Wednesday, October 30, 2013

Wildernesses



In bible study, we are learning about the wildernesses that God put people through in the Bible. The trials and hardships they went through, and what came out of them. First off what is a wilderness? Something big or small that you are going through in life whether it be a relationship issue, problems within your family, searching for a job, illness, death. It can be anything. Sometimes we think surely it is Satan putting us through these hard times....but it's not. It is God. But why does He do that to us? To protect us (from something else worse), To test us (to see if we will obey Him), To show us miracles (to reveal Himself) and to show us that we need Him. If we go about life on a level field all the time, how often will we look to Him for comfort or advice? We often look to Him in thanks for the great things and in anguish for the bad or hard things. In our book it says "sometimes God allows hardships to graciously show us we desperately need Him"

For the past eight years, my main wilderness has been my health issues. But I would have never leaned on God so much and grown so close to him had I not gone through all that I have. I have met the most amazing people, had the greatest experiences, all while going through the toughest times. I have relied on God to help me keep a positive attitude and to help me minister to others. It was not always that way. In the beginning, I was angry at God. Why me? Why am I missing out on all of these fun college outings, spring breaks, vacations, to have surgery? Why are my friends all getting jobs and moving to fun places while I am scared to go too far from home because I am so sick. I often did not want to go to church with my family, and I most certainly did not want to open my Bible or spend time with God.  Over time, lots of prayer, and an amazing Bible Study group, I caved. I learned to be still and listen to His word, to sit down and read my Bible, and to really develop a relationship with Him. It is amazing what God can and will do when you let him. He opened my eyes and softened my heart.

I now see every "wilderness" as a gift from God. I can't wait to see the good that will come of it. I know He has a plan, and if we "camp out" long enough through the hard times, we will see it. He wants to reveal himself to us in a way that will change our life forever. And that...He has done for me. I pray that He helps you through whatever wilderness you are going through and that you see His greatness in the end.

A week from today mom and I leave for the Mayo Clinic in MN for surgery #13. They will remove the endometriosis that is growing everywhere and hopefully this will alleviate a lot of the pain and discomfort I have had.
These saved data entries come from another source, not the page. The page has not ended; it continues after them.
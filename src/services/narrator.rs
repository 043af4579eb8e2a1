//! Text-to-speech capability.

/// Narrates fortune text out loud.
///
/// Narration is fire-and-forget: the session never awaits completion,
/// and the only cancellation affordance is a best-effort [`Narrator::stop`]
/// (used when the hosting window is deactivated).
pub trait Narrator: Send + Sync {
    fn speak(&self, text: &str);

    /// Best-effort stop of any in-flight narration.
    fn stop(&self) {}
}

/// No-op narrator for tests and platforms without speech output.
#[derive(Debug, Clone, Default)]
pub struct NoopNarrator;

impl Narrator for NoopNarrator {
    fn speak(&self, _text: &str) {
        tracing::debug!("No speech capability, skipping narration");
    }
}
Just another part of the journey for me, and I can't wait to see the wonderful things God has in store for me along the way.

"You will seek me and find me when you seek me with all your heart" Jeremiah 29:13

Sunday, October 13, 2013

A week of ups and downs!



It seems like a week doesn't go by that isn't "uneventful". On Monday night, I had some shrimp fried rice from a restaurant I frequent almost weekly. By midnight, I was violently sick until the next morning. It was a long and miserable night and I was feeling like a small child who just wanted their mommy. On Tuesday, I rested most of the morning until about lunchtime. I pulled it together and went to my store, Two Sisters Embroidery, because there was so much to be done. I am not very good at being sick when there are things to do! By late afternoon I was curled up in the fetal position underneath a table. I was in SO much pain! I called David (wonderful boyfriend) and he drove me to MD360, our emergency clinic. When I got there they said I was too sick and needed to go to the ER. Mom took over and we headed to the hospital. I spent the night there getting lots of IV fluids and pain meds. After a lot of testing and scans, it looks like some bad food poisoning from shrimp which greatly aggravated the endometriosis that is on/around my colon. (hence the pain!) The next few days I was very weak and did not want to eat or do much of anything. The problem was, the grand opening of our new store was on Friday afternoon. I prayed God would help me rally and heal my body. In Jeremiah 31:25 He says "I will refresh the weary and satisfy the faint." Indeed he did. By Friday, I was able to help get the store "party-ready" and attend our grand opening. Can you see our excitement in the picture above? We are cutting the ribbon for the Greenville Chamber of Commerce at our new store! We are so proud.
I could not believe the love and support of everyone who came to the party. It was such a success and I give God all of the glory for getting me to where I am today. I never imagined through all of the sickness, I would own my own store. I could not do it without my mom, though. She is there everyday working along side me, and covering things when I am too sick to work. Our staff is incredible and I have met the most amazing people through the shop. To top off the week, the Haskell family got a new puppy on Saturday. Sweet Reese has brought so much joy to the household!

Though the week started off on a bad note, it certainly ended well. "Give thanks in all circumstances, for this is God's will for you in Christ Jesus" 1 Thessalonians 5:18 My next surgery is scheduled for November 8th at the Mayo Clinic in Minnesota. They will remove all of the endometriosis and hopefully get me feeling good again!